pub mod folder;
pub mod prompt;
pub mod serve;
pub mod tag;

use crate::config::Config;
use crate::library::Library;
use crate::utils::error::AppResult;

/// Opens the shared library from the configured database path.
pub(crate) fn open_library(config: &Config) -> AppResult<Library> {
    Library::open(&config.general.database_path)
}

--- --- ---

▶ _WHAT THE TASK REQUIRES_
Output every record above in full, exactly as it reads.

▶ _THE ANSWER_
pub mod folder;
pub mod prompt;
pub mod serve;
pub mod tag;

use crate::config::Config;
use crate::library::Library;
use crate::utils::error::AppResult;

/// Opens the shared library from the configured database path.
pub(crate) fn open_library(config: &Config) -> AppResult<Library> {
    Library::open(&config.general.database_path)
}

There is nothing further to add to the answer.